United States Securities and Exchange Commission 

Division of Corporation Finance 

Office of Life Sciences 

100 F Street, N.E. 

Washington, D.C. 20549

 

  Re:  Vickers Vantage Corp. I

Amendment No. 3 to Registration Statement on Form S-4 

Filed August 10, 2022 

File No. 333-264941

 

Dear Mr. Howes and Mr. Campbell:

 

On behalf of our client, Vickers Vantage Corp. I, a Cayman Islands exempted company (the “Company”), we respond to the comments of the staff of the Office of Life Sciences of the Division of Corporation Finance (the “Staff”) of the United States Securities and Exchange Commission (the “Commission”) contained in the Staff’s letters dated June 9, 2022 and July 11, 2022 (together the “Comment Letters”) with respect to the above-referenced Registration Statement on Form S-4 filed on August 10, 2022 (the “Registration Statement”) to which the Company has indicated that the responses would be forthcoming.

 

Concurrent herewith, the Company has filed via EDGAR its Amendment No. 4 to the Registration Statement (“Amendment No. 4”), which reflects the Company’s responses to the comments received by the Staff and certain other updated information.

 

For ease of reference, each comment contained in the Comment Letters is printed below and is followed by the Company’s response. All page references in the responses set forth below refer to the page numbers in Amendment No. 4. All capitalized terms used but not defined in this response letter have the meanings ascribed to such terms in Amendment No. 4.

 

 

 

 

September 13, 2022

Page 2

 

Registration Statement on Form S-4 filed May 13, 2022

 

Material U.S. Federal Tax Consequences, page 165

 

  20. Please (i) revise here and throughout, including on page 12, to state that your discussion of the tax consequences of the Business Combination constitutes the opinion of counsel and (ii) have counsel provide a tax opinion addressing the tax consequences to U.S. holders of Vickers Vantage ordinary shares who hold shares at the time of the Domestication or provide us your analysis as to why you do not believe such an opinion is required.

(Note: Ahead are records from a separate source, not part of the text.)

//! Poll cycle: query ipmitool, parse, classify.
//!
//! Each call to [`Collector::collect`] runs the primary sensor query and then
//! every enabled raw query, one after another. No failure aborts the poll; a
//! broken table, a failing command or a bad value only removes or zeroes the
//! affected readings.

use std::sync::Arc;
use std::time::Duration;
use tracing::{debug, error, warn};

use crate::classify::{self, Category, MetricDescriptor, Observation};
use crate::raw::raw_reading;
use crate::registry::SensorRegistry;
use crate::rows::split_output;
use crate::runner::{CommandRunner, ProcessRunner};
use crate::value::{convert_rows, Reading};
use crate::Result;

/// Default ipmitool binary.
pub const DEFAULT_BINARY: &str = "ipmitool";

/// ipmitool subcommand printing the sensor table.
const SENSOR_COMMAND: &str = "sensor";

/// Everything gathered by one poll.
#[derive(Debug, Clone, Default, PartialEq)]
pub struct PollResult {
    /// Readings from the sensor table.
    pub readings: Vec<Reading>,
    /// Readings from successful raw queries.
    pub raw_readings: Vec<Reading>,
    /// Total time spent running commands.
    pub exec_time: Duration,
}

impl PollResult {
    /// Classifies every reading and appends the execution time.
    pub fn observations(&self) -> Vec<Observation> {
        let mut observations: Vec<Observation> =
            self.readings.iter().flat_map(classify::classify).collect();
        observations.extend(self.raw_readings.iter().map(classify::classify_raw));
        observations.push(Observation {
            category: Category::ExecTime,
            label: None,
            value: self.exec_time.as_secs_f64() * 1000.0,
        });
        observations
    }
}

/// Parses ipmitool sensor table output into readings.
pub fn parse_sensor_table(output: &[u8]) -> Result<Vec<Reading>> {
    let rows = split_output(output)?;
    Ok(convert_rows(&rows))
}

/// Collects BMC sensor readings through ipmitool.
pub struct Collector {
    runner: Arc<dyn CommandRunner>,
    binary: String,
    timeout: Option<Duration>,
    registry: SensorRegistry,
}

impl Collector {
    /// Creates a collector running `binary` as a child process.
    ///
    /// `binary` is split on whitespace, so wrappers such as
    /// `"sudo ipmitool"` or extra interface flags can be given inline.
    pub fn new(binary: impl Into<String>, timeout: Option<Duration>) -> Self {
        Self {
            runner: Arc::new(ProcessRunner),
            binary: binary.into(),
            timeout,
            registry: SensorRegistry::default(),
        }
    }

    /// Replaces the command runner.
    pub fn with_runner(mut self, runner: Arc<dyn CommandRunner>) -> Self {
        self.runner = runner;
        self
    }

    /// Replaces the raw sensor table.
    pub fn with_registry(mut self, registry: SensorRegistry) -> Self {
        self.registry = registry;
        self
    }

    /// Returns the raw sensor table and its enable state.
    pub fn registry(&self) -> &SensorRegistry {
        &self.registry
    }

    /// Returns the metric families this collector produces.
    pub fn describe(&self) -> &'static [MetricDescriptor] {
        classify::describe()
    }

    /// Runs a full poll and returns the classified observations.
    pub async fn collect(&self) -> Vec<Observation> {
        self.poll().await.observations()
    }

    /// Runs a full poll.
    pub async fn poll(&self) -> PollResult {
        let primary = self
            .runner
            .run(&self.command_line([SENSOR_COMMAND]), self.timeout)
            .await;
        let mut exec_time = primary.duration;

        if let Some(e) = &primary.error {
            error!("Error while calling ipmitool: {}", e);
        }

        let readings = parse_sensor_table(&primary.stdout).unwrap_or_else(|e| {
            error!("Could not parse ipmi output: {}", e);
            Vec::new()
        });

        let mut raw_readings = Vec::new();
        for sensor in self.registry.enabled() {
            let output = self
                .runner
                .run(&self.command_line(sensor.args()), self.timeout)
                .await;
            exec_time += output.duration;

            if let Some(e) = output.error {
                if sensor.disable() {
                    warn!(
                        "Error detected on querying {} ({}). Disabling this sensor: {}",
                        sensor.name(),
                        sensor.command(),
                        e
                    );
                }
                continue;
            }

            let payload = String::from_utf8_lossy(&output.stdout);
            raw_readings.push(raw_reading(sensor.name(), &payload, sensor.unit()));
        }

        debug!(
            "Poll finished: {} sensor readings, {} raw readings in {:?}",
            readings.len(),
            raw_readings.len(),
            exec_time
        );

        PollResult {
            readings,
            raw_readings,
            exec_time,
        }
    }

    fn command_line<'a>(&'a self, args: impl IntoIterator<Item = &'a str>) -> Vec<String> {
        self.binary
            .split_whitespace()
            .chain(args)
            .map(str::to_string)
            .collect()
    }
}

impl Default for Collector {
    fn default() -> Self {
        Self::new(DEFAULT_BINARY, None)
    }
}

#[cfg(test)]
mod tests {
    use super::*;
    use crate::registry::RawSensorSpec;
    use crate::runner::CommandOutput;
    use crate::Error;
    use async_trait::async_trait;
    use std::collections::HashMap;
    use std::sync::Mutex;

    const SENSOR_TABLE: &[u8] = include_bytes!("../testdata/ipmi_output1.txt");

    #[derive(Clone)]
    struct Response {
        stdout: Vec<u8>,
        fails: bool,
        millis: u64,
    }

    /// Answers command lines from a script and records every call.
    #[derive(Default)]
    struct ScriptedRunner {
        responses: Mutex<HashMap<String, Response>>,
        calls: Mutex<Vec<String>>,
    }

    impl ScriptedRunner {
        fn respond(&self, command: &str, stdout: &[u8], fails: bool, millis: u64) {
            self.responses.lock().unwrap().insert(
                command.to_string(),
                Response {
                    stdout: stdout.to_vec(),
                    fails,
                    millis,
                },
            );
        }

        fn calls(&self) -> Vec<String> {
            self.calls.lock().unwrap().clone()
        }
    }

    #[async_trait]
    impl CommandRunner for ScriptedRunner {
        async fn run(&self, argv: &[String], timeout: Option<Duration>) -> CommandOutput {
            let command = argv.join(" ");
            self.calls.lock().unwrap().push(command.clone());

            let response = self.responses.lock().unwrap().get(&command).cloned();
            let response = response.unwrap_or(Response {
                stdout: Vec::new(),
                fails: true,
                millis: 0,
            });
            CommandOutput {
                stdout: response.stdout,
                duration: Duration::from_millis(response.millis),
                error: response.fails.then(|| Error::Timeout {
                    program: argv[0].clone(),
                    timeout: timeout.unwrap_or_default(),
                }),
            }
        }
    }

    const PSU1: &str = "ipmitool raw 0x06 0x52 0x07 0x78 0x01 0x97";
    const PSU2: &str = "ipmitool raw 0x06 0x52 0x07 0x7a 0x01 0x97";

    fn collector(runner: &Arc<ScriptedRunner>) -> Collector {
        Collector::default().with_runner(runner.clone())
    }

    fn find<'a>(obs: &'a [Observation], category: Category, label: &str) -> Option<&'a Observation> {
        obs.iter()
            .find(|o| o.category == category && o.label.as_deref() == Some(label))
    }

    #[tokio::test]
    async fn test_poll_parses_sensor_table() {
        let runner = Arc::new(ScriptedRunner::default());
        runner.respond("ipmitool sensor", SENSOR_TABLE, false, 0);
        runner.respond(PSU1, b" 9a\n", false, 0);
        runner.respond(PSU2, b" 01 2c\n", false, 0);

        let result = collector(&runner).poll().await;
        assert_eq!(result.readings.len(), 18);
        assert_eq!(result.readings[4].name, "DIMM Temp2");
        assert_eq!(result.readings[4].value, 0.0);
        assert_eq!(
            result.raw_readings,
            vec![
                Reading::new("InputPowerPSU1", 154.0, "W"),
                Reading::new("InputPowerPSU2", 300.0, "W"),
            ]
        );

        let obs = result.observations();
        assert_eq!(find(&obs, Category::Temperature, "CPU2 Temp").unwrap().value, 36.0);
        assert_eq!(find(&obs, Category::FanSpeed, "FAN1").unwrap().value, 3375.0);
        assert_eq!(find(&obs, Category::Voltage, "12V").unwrap().value, 12.192);
        assert_eq!(find(&obs, Category::Current, "PS1 Current").unwrap().value, 1.4);
        assert_eq!(find(&obs, Category::Power, "PS1 Power").unwrap().value, 168.0);
        assert_eq!(
            find(&obs, Category::PowerSupplyStatus, "PS2 Status").unwrap().value,
            9.0
        );
        assert_eq!(find(&obs, Category::Power, "InputPowerPSU2").unwrap().value, 300.0);

        let intrusion: Vec<&Observation> = obs
            .iter()
            .filter(|o| o.category == Category::Intrusion)
            .collect();
        assert_eq!(intrusion.len(), 1);
        assert_eq!(intrusion[0].label, None);

        assert!(obs.iter().all(|o| o.label.as_deref() != Some("Watchdog2")));
    }

    #[tokio::test]
    async fn test_exec_time_sums_all_commands() {
        let runner = Arc::new(ScriptedRunner::default());
        runner.respond("ipmitool sensor", SENSOR_TABLE, false, 100);
        runner.respond(PSU1, b"10", false, 20);
        runner.respond(PSU2, b"20", true, 30);

        let result = collector(&runner).poll().await;
        assert_eq!(result.exec_time, Duration::from_millis(150));

        let obs = result.observations();
        let exec = obs.last().unwrap();
        assert_eq!(exec.category, Category::ExecTime);
        assert!((exec.value - 150.0).abs() < 1e-9);
    }

    #[tokio::test]
    async fn test_failed_raw_sensor_stays_disabled() {
        let runner = Arc::new(ScriptedRunner::default());
        runner.respond("ipmitool sensor", SENSOR_TABLE, false, 0);
        runner.respond(PSU1, b"", true, 0);
        runner.respond(PSU2, b"20", false, 0);
        let collector = collector(&runner);

        let first = collector.poll().await;
        assert_eq!(first.raw_readings.len(), 1);
        assert_eq!(first.raw_readings[0].name, "InputPowerPSU2");
        assert!(!collector.registry().sensors()[0].is_enabled());

        // The query would now succeed, but the sensor is never asked again.
        runner.respond(PSU1, b"10", false, 0);
        for _ in 0..3 {
            let obs = collector.collect().await;
            assert!(find(&obs, Category::Power, "InputPowerPSU1").is_none());
            assert!(find(&obs, Category::Power, "InputPowerPSU2").is_some());
        }

        let psu1_calls = runner.calls().iter().filter(|c| c.as_str() == PSU1).count();
        assert_eq!(psu1_calls, 1);
    }

    #[tokio::test]
    async fn test_broken_table_keeps_raw_readings() {
        let runner = Arc::new(ScriptedRunner::default());
        runner.respond("ipmitool sensor", b"FAN1 | 3400 | RPM\n\"FAN2 | 1 | RPM\n", false, 0);
        runner.respond(PSU1, b"10", false, 0);
        runner.respond(PSU2, b"20", false, 0);

        let result = collector(&runner).poll().await;
        assert!(result.readings.is_empty());
        assert_eq!(result.raw_readings.len(), 2);
    }

    #[tokio::test]
    async fn test_failed_sensor_query_uses_partial_output() {
        let runner = Arc::new(ScriptedRunner::default());
        runner.respond("ipmitool sensor", b"FAN1 | 3400 | RPM | ok\n", true, 0);

        let collector = collector(&runner).with_registry(SensorRegistry::empty());
        let obs = collector.collect().await;
        assert_eq!(find(&obs, Category::FanSpeed, "FAN1").unwrap().value, 3400.0);
        assert_eq!(runner.calls(), vec!["ipmitool sensor"]);
    }

    #[tokio::test]
    async fn test_binary_with_arguments() {
        let runner = Arc::new(ScriptedRunner::default());
        let collector = Collector::new("sudo ipmitool -I open", None)
            .with_runner(runner.clone())
            .with_registry(SensorRegistry::new(vec![RawSensorSpec::new(
                "PSU",
                "raw 0x01",
                "W",
            )]));

        collector.poll().await;
        assert_eq!(
            runner.calls(),
            vec!["sudo ipmitool -I open sensor", "sudo ipmitool -I open raw 0x01"]
        );
    }

    #[test]
    fn test_parse_is_repeatable() {
        let first = parse_sensor_table(SENSOR_TABLE).unwrap();
        let second = parse_sensor_table(SENSOR_TABLE).unwrap();
        assert_eq!(first, second);
    }

    #[test]
    fn test_describe_is_fixed() {
        let names: Vec<String> = Collector::default()
            .describe()
            .iter()
            .map(|d| d.full_name())
            .collect();
        assert_eq!(
            names,
            vec![
                "ipmi_temperatures",
                "ipmi_fan_speed",
                "ipmi_voltages",
                "ipmi_current",
                "ipmi_intrusion_status",
                "ipmi_power_supply_status",
                "ipmi_exec_time",
            ]
        );
    }
}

The tax opinion should address and express a conclusion for each material federal tax consequence. For additional guidance concerning assumptions and opinions subject to uncertainty, refer to Staff Legal Bulletin No. 19.

 

Response: Vickers is filing herewith the required tax opinion. Based on our responses and change in response to this comment previously, we believe this is the only aspect of this comment that remained to be addressed.

 

Note 1 – Description of the Business Combination, page 259

 

  40. Please address the requirement for Vickers to have at least $5,000,001 in net tangible assets at the Effective Time per your disclosure on page 22 under the maximum redemption scenario.

 

Response: The Company respectfully advises the Staff that the parties continue to evaluate their options for satisfying the net tangible assets test at Closing in the maximum redemption scenario. In addition to the exchange of debt contemplated by the Debt Exchange Agreement described in Amendment No. 4, the other additional options being considered are to enter into agreements with certain Vickers shareholders in which such holders agree not to redeem thereby leaving adequate funds in the Trust Account to satisfy the net tangible asset requirement at Closing or entering into forward purchase contracts. As the Company has not yet determined any additional approaches it will take, no additional disclosure has been added in Amendment No. 4 other than with respect to the Debt Exchange Agreement.

 

Amendment No. 1 Registration Statement on Form S-4 

 

Questions and Answers About the Business Combination and the Meeting 

What are the possible sources and the extent of dilution that public shareholders who elect not to redeem their shares..., page 8

 

1.We note your response to prior comment 4 and revised disclosure. Please revise your response to the newly-added question at the top of page 8 to include a discussion of potential sources of dilution from transactions that may be necessary to complete the Business Combination, such as the potential PIPE or the conversion of Scilex debt into equity securities, as discussed in your response to prior comment 40. To the extent any such dilutive transactions are completed prior to the effectiveness of the proxy statement/prospectus, please also revise the ownership table on page 8 to account for these additional equity issuances.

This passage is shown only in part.